[Dataset entries]
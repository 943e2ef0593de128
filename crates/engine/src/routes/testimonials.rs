//! Testimonial API routes.

use axum::extract::{Path, Query, State};
use axum::http::StatusCode;
use axum::response::Json;
use axum::routing::{delete, get, post, put};
use axum::Router;
use serde::Deserialize;
use uuid::Uuid;

use crate::error::{PublishError, PublishResult};
use crate::models::testimonial::{CreateTestimonial, UpdateTestimonial};
use crate::models::Testimonial;
use crate::state::AppState;

/// Create the testimonial router.
pub fn router() -> Router<AppState> {
    Router::new()
        .route("/api/testimonials", get(list_testimonials))
        .route("/api/testimonials", post(create_testimonial))
        .route("/api/testimonials/featured", get(list_featured))
        .route("/api/testimonials/{id}", get(get_testimonial))
        .route("/api/testimonials/{id}", put(update_testimonial))
        .route("/api/testimonials/{id}", delete(delete_testimonial))
}

#[derive(Deserialize)]
struct ListQuery {
    page: Option<i64>,
}

const PER_PAGE: i64 = 20;

async fn list_testimonials(
    State(state): State<AppState>,
    Query(query): Query<ListQuery>,
) -> PublishResult<Json<Vec<Testimonial>>> {
    let page = query.page.unwrap_or(1).max(1);
    let testimonials =
        Testimonial::list(state.pool(), PER_PAGE, (page - 1) * PER_PAGE).await?;
    Ok(Json(testimonials))
}

async fn list_featured(State(state): State<AppState>) -> PublishResult<Json<Vec<Testimonial>>> {
    Ok(Json(Testimonial::list_featured(state.pool(), PER_PAGE).await?))
}

async fn create_testimonial(
    State(state): State<AppState>,
    Json(input): Json<CreateTestimonial>,
) -> PublishResult<(StatusCode, Json<Testimonial>)> {
    let mut errors = Vec::new();
    if input.author_name.trim().is_empty() {
        errors.push("Author name is required".to_string());
    }
    if input.content.trim().is_empty() {
        errors.push("Testimonial content is required".to_string());
    }
    if !errors.is_empty() {
        return Err(PublishError::Validation(errors));
    }

    let testimonial = Testimonial::create(state.pool(), input).await?;
    Ok((StatusCode::CREATED, Json(testimonial)))
}

async fn get_testimonial(
    State(state): State<AppState>,
    Path(id): Path<Uuid>,
) -> PublishResult<Json<Testimonial>> {
    let testimonial = Testimonial::find_by_id(state.pool(), id)
        .await?
        .ok_or(PublishError::NotFound)?;
    Ok(Json(testimonial))
}

async fn update_testimonial(
    State(state): State<AppState>,
    Path(id): Path<Uuid>,
    Json(input): Json<UpdateTestimonial>,
) -> PublishResult<Json<Testimonial>> {
    let mut errors = Vec::new();
    if matches!(input.author_name.as_deref().map(str::trim), Some("")) {
        errors.push("Author name is required".to_string());
    }
    if matches!(input.content.as_deref().map(str::trim), Some("")) {
        errors.push("Testimonial content is required".to_string());
    }
    if !errors.is_empty() {
        return Err(PublishError::Validation(errors));
    }

    let testimonial = Testimonial::update(state.pool(), id, input)
        .await?
        .ok_or(PublishError::NotFound)?;
    Ok(Json(testimonial))
}

async fn delete_testimonial(
    State(state): State<AppState>,
    Path(id): Path<Uuid>,
) -> PublishResult<StatusCode> {
    let deleted = Testimonial::delete(state.pool(), id).await?;
    if !deleted {
        return Err(PublishError::NotFound);
    }
    Ok(StatusCode::NO_CONTENT)
}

_WORK REQUEST_
From the records above, copy each line that contains the word "routes".

_OUTPUT BELOW_
filename crates/engine/src/routes/testimonials.rs
//! Testimonial API routes.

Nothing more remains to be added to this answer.